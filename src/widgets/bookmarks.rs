// Bookmarks widget.
// Title + URL pairs with add, remove, and keyboard reordering, persisted
// under `bookmarks`.

use ratatui::widgets::ListState;
use serde::{Deserialize, Serialize};

use crate::store::Store;

#[derive(Debug, Clone, PartialEq, Eq, Serialize, Deserialize)]
pub struct Bookmark {
    pub title: String,
    pub url: String,
}

#[derive(Debug)]
pub struct BookmarksWidget {
    pub bookmarks: Vec<Bookmark>,
    pub list_state: ListState,
}

impl BookmarksWidget {
    pub fn load(store: &Store) -> Self {
        let bookmarks: Vec<Bookmark> = store.get("bookmarks", Vec::new());
        let mut list_state = ListState::default();
        if !bookmarks.is_empty() {
            list_state.select(Some(0));
        }
        Self {
            bookmarks,
            list_state,
        }
    }

    /// Parse "url title words..." input and append. Both parts are required.
    pub fn add_from_input(&mut self, store: &Store, input: &str) -> bool {
        let Some((url, title)) = input.trim().split_once(' ') else {
            return false;
        };
        let (url, title) = (url.trim(), title.trim());
        if url.is_empty() || title.is_empty() {
            return false;
        }
        self.bookmarks.push(Bookmark {
            title: title.to_string(),
            url: url.to_string(),
        });
        store.set("bookmarks", &self.bookmarks);
        if self.list_state.selected().is_none() {
            self.list_state.select(Some(0));
        }
        true
    }

    pub fn remove_selected(&mut self, store: &Store) -> Option<String> {
        let i = self.list_state.selected()?;
        if i >= self.bookmarks.len() {
            return None;
        }
        let removed = self.bookmarks.remove(i);
        store.set("bookmarks", &self.bookmarks);
        if self.bookmarks.is_empty() {
            self.list_state.select(None);
        } else if i >= self.bookmarks.len() {
            self.list_state.select(Some(self.bookmarks.len() - 1));
        }
        Some(removed.title)
    }

    pub fn move_selected(&mut self, store: &Store, down: bool) {
        let Some(i) = self.list_state.selected() else {
            return;
        };
        let target = if down { i + 1 } else { i.wrapping_sub(1) };
        if target >= self.bookmarks.len() {
            return;
        }
        self.bookmarks.swap(i, target);
        store.set("bookmarks", &self.bookmarks);
        self.list_state.select(Some(target));
    }

    pub fn select_next(&mut self) {
        if self.bookmarks.is_empty() {
            return;
        }
        let i = match self.list_state.selected() {
            Some(i) if i + 1 < self.bookmarks.len() => i + 1,
            Some(i) => i,
            None => 0,
        };
        self.list_state.select(Some(i));
    }

    pub fn select_prev(&mut self) {
        if self.bookmarks.is_empty() {
            return;
        }
        let i = self.list_state.selected().unwrap_or(0).saturating_sub(1);
        self.list_state.select(Some(i));
    }
}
==*==
REQUIREMENT — Every record in the listing above should be reproduced exactly.

ANSWER TO THIS EXERCISE —
filename src/widgets/bookmarks.rs
// Bookmarks widget.
// Title + URL pairs with add, remove, and keyboard reordering, persisted
// under `bookmarks`.

use ratatui::widgets::ListState;
use serde::{Deserialize, Serialize};

use crate::store::Store;

#[derive(Debug, Clone, PartialEq, Eq, Serialize, Deserialize)]
pub struct Bookmark {
    pub title: String,
    pub url: String,
}

#[derive(Debug)]
pub struct BookmarksWidget {
    pub bookmarks: Vec<Bookmark>,
    pub list_state: ListState,
}

impl BookmarksWidget {
    pub fn load(store: &Store) -> Self {
        let bookmarks: Vec<Bookmark> = store.get("bookmarks", Vec::new());
        let mut list_state = ListState::default();
        if !bookmarks.is_empty() {
            list_state.select(Some(0));
        }
        Self {
            bookmarks,
            list_state,
        }
    }

    /// Parse "url title words..." input and append. Both parts are required.
    pub fn add_from_input(&mut self, store: &Store, input: &str) -> bool {
        let Some((url, title)) = input.trim().split_once(' ') else {
            return false;
        };
        let (url, title) = (url.trim(), title.trim());
        if url.is_empty() || title.is_empty() {
            return false;
        }
        self.bookmarks.push(Bookmark {
            title: title.to_string(),
            url: url.to_string(),
        });
        store.set("bookmarks", &self.bookmarks);
        if self.list_state.selected().is_none() {
            self.list_state.select(Some(0));
        }
        true
    }

    pub fn remove_selected(&mut self, store: &Store) -> Option<String> {
        let i = self.list_state.selected()?;
        if i >= self.bookmarks.len() {
            return None;
        }
        let removed = self.bookmarks.remove(i);
        store.set("bookmarks", &self.bookmarks);
        if self.bookmarks.is_empty() {
            self.list_state.select(None);
        } else if i >= self.bookmarks.len() {
            self.list_state.select(Some(self.bookmarks.len() - 1));
        }
        Some(removed.title)
    }

    pub fn move_selected(&mut self, store: &Store, down: bool) {
        let Some(i) = self.list_state.selected() else {
            return;
        };
        let target = if down { i + 1 } else { i.wrapping_sub(1) };
        if target >= self.bookmarks.len() {
            return;
        }
        self.bookmarks.swap(i, target);
        store.set("bookmarks", &self.bookmarks);
        self.list_state.select(Some(target));
    }

    pub fn select_next(&mut self) {
        if self.bookmarks.is_empty() {
            return;
        }
        let i = match self.list_state.selected() {
            Some(i) if i + 1 < self.bookmarks.len() => i + 1,
            Some(i) => i,
            None => 0,
        };
        self.list_state.select(Some(i));
    }

    pub fn select_prev(&mut self) {
        if self.bookmarks.is_empty() {
            return;
        }
        let i = self.list_state.selected().unwrap_or(0).saturating_sub(1);
        self.list_state.select(Some(i));
    }
}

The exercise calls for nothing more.